··· Provided data
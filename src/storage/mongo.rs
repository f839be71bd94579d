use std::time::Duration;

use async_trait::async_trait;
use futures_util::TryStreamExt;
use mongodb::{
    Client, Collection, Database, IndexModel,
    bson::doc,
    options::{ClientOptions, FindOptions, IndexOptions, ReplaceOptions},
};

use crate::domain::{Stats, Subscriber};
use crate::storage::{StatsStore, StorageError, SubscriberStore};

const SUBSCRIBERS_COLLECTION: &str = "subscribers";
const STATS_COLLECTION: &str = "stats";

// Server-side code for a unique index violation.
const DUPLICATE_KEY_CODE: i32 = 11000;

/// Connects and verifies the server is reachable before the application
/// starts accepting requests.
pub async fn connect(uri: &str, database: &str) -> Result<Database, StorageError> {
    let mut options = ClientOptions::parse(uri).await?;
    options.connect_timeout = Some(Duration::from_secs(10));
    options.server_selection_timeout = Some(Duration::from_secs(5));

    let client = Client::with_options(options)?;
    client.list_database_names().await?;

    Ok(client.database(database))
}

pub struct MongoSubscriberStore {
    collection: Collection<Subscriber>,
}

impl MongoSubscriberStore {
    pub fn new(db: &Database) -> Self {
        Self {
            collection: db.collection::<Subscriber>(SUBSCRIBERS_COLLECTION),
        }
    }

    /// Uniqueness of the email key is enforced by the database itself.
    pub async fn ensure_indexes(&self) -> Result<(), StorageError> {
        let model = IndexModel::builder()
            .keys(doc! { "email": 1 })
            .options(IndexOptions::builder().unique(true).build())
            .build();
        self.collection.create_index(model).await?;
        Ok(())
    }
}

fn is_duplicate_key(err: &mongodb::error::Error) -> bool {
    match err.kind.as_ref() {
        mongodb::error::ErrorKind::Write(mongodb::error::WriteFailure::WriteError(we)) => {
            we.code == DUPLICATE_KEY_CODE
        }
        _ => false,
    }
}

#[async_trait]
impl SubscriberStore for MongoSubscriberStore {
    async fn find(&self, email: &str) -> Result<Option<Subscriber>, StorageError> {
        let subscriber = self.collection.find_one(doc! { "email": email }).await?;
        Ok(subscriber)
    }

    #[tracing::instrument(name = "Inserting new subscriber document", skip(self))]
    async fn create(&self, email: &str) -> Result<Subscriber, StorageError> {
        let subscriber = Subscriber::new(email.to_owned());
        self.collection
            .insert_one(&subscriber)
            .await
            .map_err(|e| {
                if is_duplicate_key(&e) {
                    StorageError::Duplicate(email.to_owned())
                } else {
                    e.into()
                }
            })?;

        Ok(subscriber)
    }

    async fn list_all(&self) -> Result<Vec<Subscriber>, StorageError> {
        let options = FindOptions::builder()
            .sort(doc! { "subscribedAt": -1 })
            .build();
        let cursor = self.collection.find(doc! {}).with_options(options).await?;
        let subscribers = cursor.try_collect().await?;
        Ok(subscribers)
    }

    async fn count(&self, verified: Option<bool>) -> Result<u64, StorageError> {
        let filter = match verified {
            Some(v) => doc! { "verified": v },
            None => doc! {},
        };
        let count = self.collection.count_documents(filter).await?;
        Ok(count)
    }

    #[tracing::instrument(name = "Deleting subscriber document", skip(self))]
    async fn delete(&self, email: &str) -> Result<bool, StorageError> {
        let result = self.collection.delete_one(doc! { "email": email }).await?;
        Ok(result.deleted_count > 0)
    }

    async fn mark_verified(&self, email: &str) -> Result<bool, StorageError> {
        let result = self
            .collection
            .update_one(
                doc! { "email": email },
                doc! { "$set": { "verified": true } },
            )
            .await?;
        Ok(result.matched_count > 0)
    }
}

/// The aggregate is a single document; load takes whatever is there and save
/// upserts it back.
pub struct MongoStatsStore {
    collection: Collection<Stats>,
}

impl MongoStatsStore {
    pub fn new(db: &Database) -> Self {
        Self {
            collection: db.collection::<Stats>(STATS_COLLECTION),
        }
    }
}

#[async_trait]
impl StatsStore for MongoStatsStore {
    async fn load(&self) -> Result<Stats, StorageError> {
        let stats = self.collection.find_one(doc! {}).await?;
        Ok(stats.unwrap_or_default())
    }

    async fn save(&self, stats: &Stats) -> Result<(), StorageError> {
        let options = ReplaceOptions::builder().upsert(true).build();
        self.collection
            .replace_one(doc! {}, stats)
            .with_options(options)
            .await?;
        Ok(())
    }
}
······
··· Provided data
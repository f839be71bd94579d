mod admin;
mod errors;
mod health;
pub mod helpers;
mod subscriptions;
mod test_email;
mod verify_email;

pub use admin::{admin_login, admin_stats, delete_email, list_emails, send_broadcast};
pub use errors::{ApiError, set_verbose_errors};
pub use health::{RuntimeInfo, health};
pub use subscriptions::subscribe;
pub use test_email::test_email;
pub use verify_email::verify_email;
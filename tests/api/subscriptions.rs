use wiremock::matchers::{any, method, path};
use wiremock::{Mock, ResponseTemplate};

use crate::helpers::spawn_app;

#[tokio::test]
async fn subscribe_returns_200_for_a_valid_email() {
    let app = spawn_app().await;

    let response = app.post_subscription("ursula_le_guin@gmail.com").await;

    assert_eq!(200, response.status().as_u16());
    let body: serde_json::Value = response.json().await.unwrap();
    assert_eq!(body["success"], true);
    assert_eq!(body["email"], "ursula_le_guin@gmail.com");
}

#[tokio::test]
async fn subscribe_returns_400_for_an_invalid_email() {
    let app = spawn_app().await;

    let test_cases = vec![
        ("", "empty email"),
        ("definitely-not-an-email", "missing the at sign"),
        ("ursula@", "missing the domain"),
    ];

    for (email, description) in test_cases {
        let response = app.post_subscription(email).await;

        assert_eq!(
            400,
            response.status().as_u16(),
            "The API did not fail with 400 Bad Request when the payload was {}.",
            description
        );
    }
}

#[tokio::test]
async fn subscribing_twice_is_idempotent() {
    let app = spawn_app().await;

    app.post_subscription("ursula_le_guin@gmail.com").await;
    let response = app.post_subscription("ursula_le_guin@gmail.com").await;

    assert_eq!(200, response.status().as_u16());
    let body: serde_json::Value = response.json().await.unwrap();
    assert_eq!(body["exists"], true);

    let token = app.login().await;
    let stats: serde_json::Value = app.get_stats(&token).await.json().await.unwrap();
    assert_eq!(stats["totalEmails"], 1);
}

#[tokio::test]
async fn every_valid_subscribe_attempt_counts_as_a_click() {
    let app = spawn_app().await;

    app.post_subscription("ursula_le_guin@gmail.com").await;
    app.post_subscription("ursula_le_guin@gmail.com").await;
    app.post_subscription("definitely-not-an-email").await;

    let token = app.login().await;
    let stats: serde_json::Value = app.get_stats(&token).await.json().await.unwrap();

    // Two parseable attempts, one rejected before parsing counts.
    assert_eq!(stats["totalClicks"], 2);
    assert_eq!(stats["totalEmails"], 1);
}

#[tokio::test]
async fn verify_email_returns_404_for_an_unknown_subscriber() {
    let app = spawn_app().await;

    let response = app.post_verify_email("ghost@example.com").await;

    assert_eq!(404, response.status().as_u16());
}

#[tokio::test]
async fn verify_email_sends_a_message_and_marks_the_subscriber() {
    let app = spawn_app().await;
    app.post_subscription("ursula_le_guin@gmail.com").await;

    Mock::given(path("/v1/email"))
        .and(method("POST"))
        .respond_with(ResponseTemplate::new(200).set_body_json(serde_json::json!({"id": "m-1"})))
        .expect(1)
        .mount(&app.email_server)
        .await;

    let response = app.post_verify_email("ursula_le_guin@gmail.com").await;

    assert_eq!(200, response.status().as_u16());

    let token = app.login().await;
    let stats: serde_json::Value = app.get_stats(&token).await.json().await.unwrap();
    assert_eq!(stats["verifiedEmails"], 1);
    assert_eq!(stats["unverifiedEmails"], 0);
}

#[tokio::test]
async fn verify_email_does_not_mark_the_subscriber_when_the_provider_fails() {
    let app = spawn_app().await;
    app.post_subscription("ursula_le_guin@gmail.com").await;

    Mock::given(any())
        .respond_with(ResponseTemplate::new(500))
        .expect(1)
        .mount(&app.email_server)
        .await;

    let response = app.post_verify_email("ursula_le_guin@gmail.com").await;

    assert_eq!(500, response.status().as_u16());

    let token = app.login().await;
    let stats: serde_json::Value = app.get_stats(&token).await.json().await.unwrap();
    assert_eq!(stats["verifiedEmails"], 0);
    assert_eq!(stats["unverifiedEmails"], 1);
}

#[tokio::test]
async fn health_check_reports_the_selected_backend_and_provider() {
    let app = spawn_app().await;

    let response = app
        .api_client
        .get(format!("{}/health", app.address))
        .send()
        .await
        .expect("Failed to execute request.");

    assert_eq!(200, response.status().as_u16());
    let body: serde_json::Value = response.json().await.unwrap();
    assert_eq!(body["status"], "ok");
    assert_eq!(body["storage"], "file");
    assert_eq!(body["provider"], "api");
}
······
(Task requirements): Look above for the line containing "filename src/storage/mongo.rs". Output from there through the line containing "const DUPLICATE_KEY_CODE: i32 = 11000;", exactly and inclusively.

(Exercise solution):
filename src/storage/mongo.rs
repository f839be71bd94579d
use std::time::Duration;

use async_trait::async_trait;
use futures_util::TryStreamExt;
use mongodb::{
    Client, Collection, Database, IndexModel,
    bson::doc,
    options::{ClientOptions, FindOptions, IndexOptions, ReplaceOptions},
};

use crate::domain::{Stats, Subscriber};
use crate::storage::{StatsStore, StorageError, SubscriberStore};

const SUBSCRIBERS_COLLECTION: &str = "subscribers";
const STATS_COLLECTION: &str = "stats";

// Server-side code for a unique index violation.
const DUPLICATE_KEY_CODE: i32 = 11000;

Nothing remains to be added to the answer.